Suez Canal Ever Given blockage holding up Ducati motorcycles
The Ever Given freighter has been blocking the Suez Canal for six days now and is holding up 100,000s of tonnes of cargo
SINCE grounding on a sand bank in the Suez Canal last week, the Ever Given has been blamed for holding up an estimated £7bn worth of goods every day, with motorcycles and parts of bikes making up a portion of that total.

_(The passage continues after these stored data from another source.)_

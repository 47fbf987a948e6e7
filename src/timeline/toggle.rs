use std::fmt;
use std::str::FromStr;

use smallvec::SmallVec;

use crate::foundation::error::RevealError;
use crate::viewport::progress::Phase;

/// Playback command issued when a one-shot reveal crosses a window boundary.
#[derive(Clone, Copy, Debug, PartialEq, Eq)]
pub enum ToggleAction {
    /// Play forward from the current position.
    Play,
    /// Freeze at the current position.
    Pause,
    /// Continue in the direction used before the last pause.
    Resume,
    /// Play backward toward the start.
    Reverse,
    /// Jump to the start and play forward.
    Restart,
    /// Jump to the start and stop.
    Reset,
    /// Jump to the end and stop.
    Complete,
    /// Do nothing.
    None,
}

impl ToggleAction {
    fn name(self) -> &'static str {
        match self {
            Self::Play => "play",
            Self::Pause => "pause",
            Self::Resume => "resume",
            Self::Reverse => "reverse",
            Self::Restart => "restart",
            Self::Reset => "reset",
            Self::Complete => "complete",
            Self::None => "none",
        }
    }
}

impl FromStr for ToggleAction {
    type Err = RevealError;

    fn from_str(s: &str) -> Result<Self, Self::Err> {
        Ok(match s {
            "play" => Self::Play,
            "pause" => Self::Pause,
            "resume" => Self::Resume,
            "reverse" => Self::Reverse,
            "restart" => Self::Restart,
            "reset" => Self::Reset,
            "complete" => Self::Complete,
            "none" => Self::None,
            other => {
                return Err(RevealError::config(format!("unknown toggle action '{other}'")));
            }
        })
    }
}

/// Actions for the four window transitions, written as
/// `"onEnter onLeave onEnterBack onLeaveBack"`.
///
/// The default, `play none none none`, plays once and never replays or reverses.
#[derive(Clone, Copy, Debug, PartialEq, Eq, serde::Serialize, serde::Deserialize)]
#[serde(try_from = "String", into = "String")]
pub struct ToggleActions {
    /// Scrolling down into the window.
    pub on_enter: ToggleAction,
    /// Scrolling down past the end.
    pub on_leave: ToggleAction,
    /// Scrolling back up into the window from below.
    pub on_enter_back: ToggleAction,
    /// Scrolling back up above the start.
    pub on_leave_back: ToggleAction,
}

impl Default for ToggleActions {
    fn default() -> Self {
        Self {
            on_enter: ToggleAction::Play,
            on_leave: ToggleAction::None,
            on_enter_back: ToggleAction::None,
            on_leave_back: ToggleAction::None,
        }
    }
}

impl ToggleActions {
    /// Actions to run, in order, for a move from `from` to `to`.
    ///
    /// `from == None` is the first observation; a reveal loaded mid-page behaves as if it had
    /// scrolled there from the top.
    pub fn for_transition(&self, from: Option<Phase>, to: Phase) -> SmallVec<[ToggleAction; 2]> {
        use Phase::*;
        let from = from.unwrap_or(Before);
        let mut out = SmallVec::new();
        match (from, to) {
            (Before, Active) => out.push(self.on_enter),
            (Active, After) => out.push(self.on_leave),
            (Before, After) => out.extend([self.on_enter, self.on_leave]),
            (After, Active) => out.push(self.on_enter_back),
            (Active, Before) => out.push(self.on_leave_back),
            (After, Before) => out.extend([self.on_enter_back, self.on_leave_back]),
            (Before, Before) | (Active, Active) | (After, After) => {}
        }
        out.retain(|a| *a != ToggleAction::None);
        out
    }
}

impl FromStr for ToggleActions {
    type Err = RevealError;

    fn from_str(s: &str) -> Result<Self, Self::Err> {
        let parts: Vec<&str> = s.split_whitespace().collect();
        let [enter, leave, enter_back, leave_back] = parts.as_slice() else {
            return Err(RevealError::config(format!(
                "toggle actions need four entries, got '{s}'"
            )));
        };
        Ok(Self {
            on_enter: enter.parse()?,
            on_leave: leave.parse()?,
            on_enter_back: enter_back.parse()?,
            on_leave_back: leave_back.parse()?,
        })
    }
}

impl fmt::Display for ToggleActions {
    fn fmt(&self, f: &mut fmt::Formatter<'_>) -> fmt::Result {
        write!(
            f,
            "{} {} {} {}",
            self.on_enter.name(),
            self.on_leave.name(),
            self.on_enter_back.name(),
            self.on_leave_back.name()
        )
    }
}

impl TryFrom<String> for ToggleActions {
    type Error = RevealError;

    fn try_from(s: String) -> Result<Self, Self::Error> {
        s.parse()
    }
}

impl From<ToggleActions> for String {
    fn from(t: ToggleActions) -> Self {
        t.to_string()
    }
}

#[cfg(test)]
#[path = "../../tests/unit/timeline/toggle.rs"]
mod tests;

One such brand feeling the pinch thanks to the ‘technical or human' error is Ducati, who is currently shipping bikes out to the lucrative Asian market using the Suez Canal. There is no official number indicating the number of bikes and parts prevented from passing through the route, although Omnimoto reports that a Ducati spokesperson said, “We have goods in transit that probably will not respect the estimated delivery time due to the Suez accident, but to date, we have no news of an impact on the production lines”.

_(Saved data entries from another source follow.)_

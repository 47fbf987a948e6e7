pub(crate) mod live;
pub(crate) mod registration;
pub(crate) mod store;
use super::*;

#[test]
fn endpoints_are_stable() {
    for ease in Ease::ALL {
        assert_eq!(ease.apply(0.0), 0.0, "{ease}");
        assert_eq!(ease.apply(1.0), 1.0, "{ease}");
    }
}

#[test]
fn monotonic_spot_check() {
    for ease in Ease::ALL {
        let a = ease.apply(0.25);
        let b = ease.apply(0.5);
        let c = ease.apply(0.75);
        assert!(a < b, "{ease}");
        assert!(b < c, "{ease}");
    }
}

#[test]
fn out_of_range_input_is_clamped() {
    assert_eq!(Ease::OutCubic.apply(-1.0), 0.0);
    assert_eq!(Ease::OutCubic.apply(2.0), 1.0);
    assert_eq!(Ease::OutCubic.apply(f64::NAN), 0.0);
}

#[test]
fn gsap_names_parse() {
    assert_eq!("none".parse::<Ease>().unwrap(), Ease::Linear);
    assert_eq!("power2.out".parse::<Ease>().unwrap(), Ease::OutCubic);
    assert_eq!("power3.out".parse::<Ease>().unwrap(), Ease::OutQuart);
    assert_eq!("sine.inOut".parse::<Ease>().unwrap(), Ease::InOutSine);
    assert_eq!("power1.inOut".parse::<Ease>().unwrap(), Ease::InOutQuad);
    assert_eq!("expo.out".parse::<Ease>().unwrap(), Ease::OutExpo);
    assert_eq!("power2".parse::<Ease>().unwrap(), Ease::OutCubic);
    assert!("bounce.out".parse::<Ease>().is_err());
    assert!("power2.sideways".parse::<Ease>().is_err());
}

#[test]
fn names_round_trip_through_serde() {
    for ease in Ease::ALL {
        let json = serde_json::to_string(&ease).unwrap();
        let back: Ease = serde_json::from_str(&json).unwrap();
        assert_eq!(back, ease);
    }
}

#[test]
fn cubic_bezier_parses_and_displays() {
    let ease: Ease = "cubic-bezier(0.16, 1, 0.3, 1)".parse().unwrap();
    assert_eq!(
        ease,
        Ease::CubicBezier {
            x1: 0.16,
            y1: 1.0,
            x2: 0.3,
            y2: 1.0
        }
    );
    assert_eq!(ease.to_string(), "cubic-bezier(0.16, 1, 0.3, 1)");
    assert_eq!(ease.name(), "cubic-bezier");
    assert_eq!(ease.to_string().parse::<Ease>().unwrap(), ease);

    let json = serde_json::to_string(&ease).unwrap();
    assert_eq!(json, "\"cubic-bezier(0.16, 1, 0.3, 1)\"");
    let back: Ease = serde_json::from_str("\"cubic-bezier(0.22,1,0.36,1)\"").unwrap();
    assert_eq!(back, Ease::cubic_bezier(0.22, 1.0, 0.36, 1.0).unwrap());
}

#[test]
fn cubic_bezier_rejects_bad_control_points() {
    assert!("cubic-bezier(1.2, 0, 0.5, 1)".parse::<Ease>().is_err());
    assert!("cubic-bezier(0.5, 0, -0.1, 1)".parse::<Ease>().is_err());
    assert!("cubic-bezier(0.5, 0, 0.5)".parse::<Ease>().is_err());
    assert!("cubic-bezier(0.5, x, 0.5, 1)".parse::<Ease>().is_err());
    assert!(Ease::cubic_bezier(0.5, f64::NAN, 0.5, 1.0).is_err());
}

#[test]
fn cubic_bezier_curves_are_exact_at_the_ends_and_monotonic() {
    for ease in [
        Ease::cubic_bezier(0.16, 1.0, 0.3, 1.0).unwrap(),
        Ease::cubic_bezier(0.22, 1.0, 0.36, 1.0).unwrap(),
        Ease::cubic_bezier(0.42, 0.0, 0.58, 1.0).unwrap(),
    ] {
        assert_eq!(ease.apply(0.0), 0.0, "{ease}");
        assert_eq!(ease.apply(1.0), 1.0, "{ease}");
        let mut last = 0.0;
        for i in 1..100 {
            let v = ease.apply(i as f64 / 100.0);
            assert!(v >= last, "{ease} at {i}");
            last = v;
        }
    }
    // Strong ease-out: well past halfway a fifth of the way in.
    let expo_like = Ease::cubic_bezier(0.16, 1.0, 0.3, 1.0).unwrap();
    assert!(expo_like.apply(0.2) > 0.6);
}

#[test]
fn diagonal_cubic_bezier_is_linear() {
    let ease = Ease::cubic_bezier(0.0, 0.0, 1.0, 1.0).unwrap();
    for i in 1..10 {
        let t = i as f64 / 10.0;
        assert!((ease.apply(t) - t).abs() < 1e-6, "{t}");
    }
    let css_ease = Ease::cubic_bezier(0.25, 0.1, 0.25, 1.0).unwrap();
    // CSS `ease` at its midpoint.
    assert!((css_ease.apply(0.5) - 0.8024).abs() < 1e-3);
}
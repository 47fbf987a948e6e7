use super::*;

#[test]
fn viewport_rejects_zero_height() {
    assert!(Viewport::new(1280.0, 0.0, 4000.0).is_err());
    assert!(Viewport::new(1280.0, f64::NAN, 4000.0).is_err());
    assert!(Viewport::new(1280.0, 800.0, 4000.0).is_ok());
}

#[test]
fn scroll_is_clamped_to_document() {
    let vp = Viewport::new(1280.0, 800.0, 4000.0).unwrap();
    assert_eq!(vp.scrolled_to(-50.0).scroll_y, 0.0);
    assert_eq!(vp.scrolled_to(10_000.0).scroll_y, 3200.0);
    assert_eq!(vp.scrolled_to(f64::NAN).scroll_y, 0.0);
}

#[test]
fn to_viewport_subtracts_scroll() {
    let vp = Viewport::new(1280.0, 800.0, 4000.0)
        .unwrap()
        .scrolled_to(500.0);
    let r = vp.to_viewport(Rect::new(0.0, 1200.0, 100.0, 1400.0));
    assert_eq!(r.y0, 700.0);
    assert_eq!(r.y1, 900.0);
}

#[test]
fn nearness_covers_one_viewport_each_side() {
    let vp = Viewport::new(1280.0, 800.0, 4000.0).unwrap();
    assert!(vp.is_near(Rect::new(0.0, 1500.0, 10.0, 1600.0)));
    assert!(vp.is_near(Rect::new(0.0, -900.0, 10.0, -700.0)));
    assert!(!vp.is_near(Rect::new(0.0, 1700.0, 10.0, 1800.0)));
    assert!(!vp.is_near(Rect::new(0.0, -1000.0, 10.0, -850.0)));
}
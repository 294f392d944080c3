// Copyright 2023-Present Datadog, Inc. https://www.datadoghq.com/
// SPDX-License-Identifier: Apache-2.0

//! Ships lines from a stream to a log intake in size- and time-bounded batches.
//!
//! ```text
//!   line source ──> IngestLoop ──(bounded channel)──> LogFlusher ──> BatchSender ──> intake
//! ```
//!
//! The reader and the flusher run concurrently and only meet at the channel and at the
//! flusher's completion. See [`ingest::run_pipeline`] for the shutdown order and
//! [`flusher`] for when batches are sealed.

#![cfg_attr(not(test), deny(clippy::panic))]
#![cfg_attr(not(test), deny(clippy::unwrap_used))]
#![cfg_attr(not(test), deny(clippy::expect_used))]
#![cfg_attr(not(test), deny(clippy::todo))]
#![cfg_attr(not(test), deny(clippy::unimplemented))]

pub mod batch;
pub mod config;
pub mod constants;
pub mod errors;
pub mod flusher;
pub mod http;
pub mod ingest;
pub mod record;
pub mod sender;

#[cfg(test)]
mod test_support;
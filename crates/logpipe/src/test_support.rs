// Copyright 2023-Present Datadog, Inc. https://www.datadoghq.com/
// SPDX-License-Identifier: Apache-2.0

use std::collections::VecDeque;
use std::sync::{Arc, Mutex};

use async_trait::async_trait;
use reqwest::StatusCode;

use crate::batch::Batch;
use crate::errors::ShippingError;
use crate::record::Record;
use crate::sender::BatchSender;

/// Sender that records every batch it is handed and answers with scripted statuses.
///
/// Once the script runs out every attempt succeeds.
#[derive(Clone, Default)]
pub(crate) struct RecordingSender {
    calls: Arc<Mutex<Vec<Vec<Record>>>>,
    script: Arc<Mutex<VecDeque<StatusCode>>>,
}

impl RecordingSender {
    pub(crate) fn new() -> Self {
        Self::default()
    }

    pub(crate) fn with_script(statuses: &[StatusCode]) -> Self {
        let sender = Self::default();
        sender.script.lock().unwrap().extend(statuses.iter().copied());
        sender
    }

    /// Every batch passed to `send`, empty ones included.
    pub(crate) fn calls(&self) -> Vec<Vec<Record>> {
        self.calls.lock().unwrap().clone()
    }

    pub(crate) fn messages(&self) -> Vec<Vec<String>> {
        self.calls()
            .into_iter()
            .map(|batch| batch.iter().map(|r| r.message().to_string()).collect())
            .collect()
    }
}

#[async_trait]
impl BatchSender for RecordingSender {
    async fn send(&self, batch: &Batch) -> Result<(), ShippingError> {
        self.calls.lock().unwrap().push(batch.records().to_vec());
        if batch.is_empty() {
            return Ok(());
        }
        match self.script.lock().unwrap().pop_front() {
            Some(status @ (StatusCode::UNAUTHORIZED | StatusCode::FORBIDDEN)) => {
                Err(ShippingError::Unauthorized(status))
            }
            Some(status) if status.as_u16() >= 400 => Err(ShippingError::Status(status)),
            _ => Ok(()),
        }
    }
}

The Suez Canal is a vital link between Europe and the East, carrying around 10 percent of the world’s trade flowing through the narrow passage. Some 19,000 vessels passed through the route last year, with the blockage wreaking havoc across the shipping industry globally.

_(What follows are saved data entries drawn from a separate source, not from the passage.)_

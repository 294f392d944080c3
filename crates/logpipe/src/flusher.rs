// Copyright 2023-Present Datadog, Inc. https://www.datadoghq.com/
// SPDX-License-Identifier: Apache-2.0

//! Owns the open batch and decides when to seal it.
//!
//! The flusher runs as its own task and is the only owner of the open [`Batch`], so no lock
//! guards it. It waits on two inputs at once:
//!
//! - a record from the intake channel, appended to the open batch. If the batch estimate
//!   plus the record's estimate would cross the high-water mark, the open batch is sealed and
//!   sent first, and the record starts the next batch.
//! - a periodic tick, which seals and sends the open batch even when it is empty (the sender
//!   treats an empty batch as a no-op). This bounds how long a record waits when input is slow.
//!
//! When the intake channel closes the open batch is sent one last time and [`LogFlusher::run`]
//! returns a [`FlushSummary`]. Awaiting the task is the completion signal the reader waits for
//! before the process exits.
//!
//! Sends are sequential. While a send is in flight new records queue up in the bounded
//! channel, which in turn blocks the reader. A batch that fails to send is dropped; nothing is
//! retried or persisted. The one exception is an authentication failure, which stops the
//! flusher immediately and is returned to the caller.

use std::time::Duration;

use tokio::sync::mpsc;
use tokio::time::{interval_at, Instant, MissedTickBehavior};
use tracing::{debug, error};

use crate::batch::Batch;
use crate::config::Config;
use crate::errors::ShippingError;
use crate::record::Record;
use crate::sender::BatchSender;

/// Counts of what the flusher delivered and dropped over its lifetime.
#[derive(Debug, Clone, Copy, Default, PartialEq, Eq)]
pub struct FlushSummary {
    pub batches_sent: usize,
    pub records_sent: usize,
    pub batches_dropped: usize,
    pub records_dropped: usize,
}

pub struct LogFlusher<S> {
    sender: S,
    batch: Batch,
    high_water_mark: usize,
    flush_interval: Duration,
    summary: FlushSummary,
}

impl<S: BatchSender> LogFlusher<S> {
    pub fn new(sender: S, config: &Config) -> Self {
        LogFlusher {
            sender,
            batch: Batch::new(),
            high_water_mark: config.high_water_mark,
            flush_interval: config.flush_interval,
            summary: FlushSummary::default(),
        }
    }

    /// Consumes records until `rx` is closed and drained.
    ///
    /// Returns early only when the intake rejects the license key.
    pub async fn run(
        mut self,
        mut rx: mpsc::Receiver<Record>,
    ) -> Result<FlushSummary, ShippingError> {
        let mut ticker = interval_at(Instant::now() + self.flush_interval, self.flush_interval);
        ticker.set_missed_tick_behavior(MissedTickBehavior::Delay);

        loop {
            tokio::select! {
                _ = ticker.tick() => {
                    debug!("tick: flushing {} records", self.batch.len());
                    self.flush().await?;
                }
                record = rx.recv() => match record {
                    Some(record) => self.push(record).await?,
                    None => {
                        debug!("intake closed");
                        self.flush().await?;
                        debug!("flusher drained: {:?}", self.summary);
                        return Ok(self.summary);
                    }
                }
            }
        }
    }

    async fn push(&mut self, record: Record) -> Result<(), ShippingError> {
        let incoming = record.size();
        let open = self.batch.size();
        if open + incoming > self.high_water_mark {
            debug!("forcing flush: open={open} incoming={incoming}");
            self.flush().await?;
            if self.batch.size() + incoming > self.high_water_mark {
                debug!("record of {incoming} bytes exceeds the high-water mark on its own");
            }
        }
        self.batch.append(record);
        Ok(())
    }

    /// Seals the open batch, hands it to the sender and starts a fresh one.
    async fn flush(&mut self) -> Result<(), ShippingError> {
        let batch = std::mem::take(&mut self.batch);
        match self.sender.send(&batch).await {
            Ok(()) => {
                if !batch.is_empty() {
                    self.summary.batches_sent += 1;
                    self.summary.records_sent += batch.len();
                }
                Ok(())
            }
            Err(e) if e.is_fatal() => {
                error!("{e}");
                Err(e)
            }
            Err(e) => {
                debug!("push: dropping {} records: {e}", batch.len());
                self.summary.batches_dropped += 1;
                self.summary.records_dropped += batch.len();
                Ok(())
            }
        }
    }
}

#[cfg(test)]
mod tests {
    use super::*;
    use crate::constants::{BATCH_ENVELOPE_BYTES, RECORD_HEADER_BYTES};
    use crate::test_support::RecordingSender;
    use reqwest::StatusCode;
    use tracing_test::traced_test;

    fn config(high_water_mark: usize, flush_interval: Duration) -> Config {
        let mut config = Config::new(Some("key".to_string()), None).unwrap();
        config.high_water_mark = high_water_mark;
        config.flush_interval = flush_interval;
        config
    }

    // Room for exactly `n` records with a one byte message
    fn room_for(n: usize) -> usize {
        BATCH_ENVELOPE_BYTES + n * (RECORD_HEADER_BYTES + 2)
    }

    const NO_TICK: Duration = Duration::from_secs(3600);

    async fn run_with(
        sender: RecordingSender,
        config: &Config,
        messages: &[&str],
    ) -> Result<FlushSummary, ShippingError> {
        let (tx, rx) = mpsc::channel(messages.len().max(1));
        for message in messages {
            tx.send(Record::new(*message, 1)).await.unwrap();
        }
        drop(tx);
        LogFlusher::new(sender, config).run(rx).await
    }

    #[tokio::test]
    async fn test_single_batch_when_under_high_water() {
        let sender = RecordingSender::new();
        let messages: Vec<String> = (0..100).map(|i| format!("line {i}")).collect();
        let refs: Vec<&str> = messages.iter().map(String::as_str).collect();

        let summary = run_with(sender.clone(), &config(usize::MAX, NO_TICK), &refs)
            .await
            .unwrap();

        assert_eq!(sender.messages(), vec![messages]);
        assert_eq!(
            summary,
            FlushSummary {
                batches_sent: 1,
                records_sent: 100,
                ..Default::default()
            }
        );
    }

    #[tokio::test]
    async fn test_high_water_seals_before_new_record() {
        let sender = RecordingSender::new();

        run_with(sender.clone(), &config(room_for(2), NO_TICK), &["a", "b", "c"])
            .await
            .unwrap();

        assert_eq!(
            sender.messages(),
            vec![vec!["a".to_string(), "b".to_string()], vec!["c".to_string()]]
        );
    }

    #[tokio::test]
    async fn test_batch_exactly_at_high_water_is_not_sealed() {
        let sender = RecordingSender::new();

        run_with(sender.clone(), &config(room_for(3), NO_TICK), &["a", "b", "c"])
            .await
            .unwrap();

        assert_eq!(sender.calls().len(), 1);
        assert_eq!(sender.calls()[0].len(), 3);
    }

    #[tokio::test]
    async fn test_oversized_record_travels_alone() {
        let sender = RecordingSender::new();
        let big = "x".repeat(100);

        run_with(sender.clone(), &config(room_for(1), NO_TICK), &[&big, "a"])
            .await
            .unwrap();

        // The empty open batch is sealed first, then the big record and "a" split
        assert_eq!(
            sender.messages(),
            vec![vec![], vec![big.clone()], vec!["a".to_string()]]
        );
    }

    #[tokio::test]
    async fn test_close_with_empty_batch_sends_noop() {
        let sender = RecordingSender::new();

        let summary = run_with(sender.clone(), &config(usize::MAX, NO_TICK), &[])
            .await
            .unwrap();

        assert_eq!(sender.calls(), vec![Vec::<Record>::new()]);
        assert_eq!(summary, FlushSummary::default());
    }

    #[tokio::test]
    #[traced_test]
    async fn test_failed_batch_is_dropped_and_next_is_sent() {
        let sender = RecordingSender::with_script(&[StatusCode::INTERNAL_SERVER_ERROR]);

        let summary = run_with(sender.clone(), &config(room_for(2), NO_TICK), &["a", "b", "c"])
            .await
            .unwrap();

        assert_eq!(sender.calls().len(), 2);
        assert_eq!(
            summary,
            FlushSummary {
                batches_sent: 1,
                records_sent: 1,
                batches_dropped: 1,
                records_dropped: 2,
            }
        );
        assert!(logs_contain("push: dropping 2 records"));
    }

    #[tokio::test]
    async fn test_forbidden_stops_flusher() {
        let sender = RecordingSender::with_script(&[StatusCode::FORBIDDEN]);

        let result = run_with(
            sender.clone(),
            &config(room_for(1), NO_TICK),
            &["a", "b", "c", "d"],
        )
        .await;

        assert!(matches!(
            result,
            Err(ShippingError::Unauthorized(StatusCode::FORBIDDEN))
        ));
        assert_eq!(sender.messages(), vec![vec!["a".to_string()]]);
    }

    #[tokio::test(start_paused = true)]
    async fn test_tick_flushes_stale_records() {
        let sender = RecordingSender::new();
        let config = config(usize::MAX, Duration::from_secs(5));
        let (tx, rx) = mpsc::channel(8);
        let flusher = tokio::spawn(LogFlusher::new(sender.clone(), &config).run(rx));

        tx.send(Record::new("slow", 1)).await.unwrap();
        tokio::time::sleep(Duration::from_secs(1)).await;
        assert!(sender.calls().is_empty());

        tokio::time::sleep(Duration::from_secs(5)).await;
        assert_eq!(sender.messages(), vec![vec!["slow".to_string()]]);

        drop(tx);
        let summary = flusher.await.unwrap().unwrap();
        assert_eq!(summary.batches_sent, 1);
        // The final flush found nothing left
        assert_eq!(sender.calls().len(), 2);
        assert!(sender.calls()[1].is_empty());
    }

    #[tokio::test(start_paused = true)]
    async fn test_idle_ticks_send_empty_batches() {
        let sender = RecordingSender::new();
        let config = config(usize::MAX, Duration::from_secs(5));
        let (tx, rx) = mpsc::channel(8);
        let flusher = tokio::spawn(LogFlusher::new(sender.clone(), &config).run(rx));

        tokio::time::sleep(Duration::from_secs(11)).await;
        drop(tx);
        let summary = flusher.await.unwrap().unwrap();

        assert_eq!(sender.calls().len(), 3);
        assert!(sender.calls().iter().all(Vec::is_empty));
        assert_eq!(summary, FlushSummary::default());
    }
}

The Suez reduces the journey distance from the Arabian Sea to London by 5,500 miles, with the alternative being to circumnavigate the African continent.
Breaking | Suez Canal blockage – The Ever Given has been re-floated
News has just come in that the Ever Given has now been re-floated and the Suez Canal controllers are awaiting the tide to turn so that the ship can be moved and freight can once again begin to pass through.
It’s not going to be a quick fix though, the backlog of ships at both ends of the canal will take a significant amount of time to be passed through.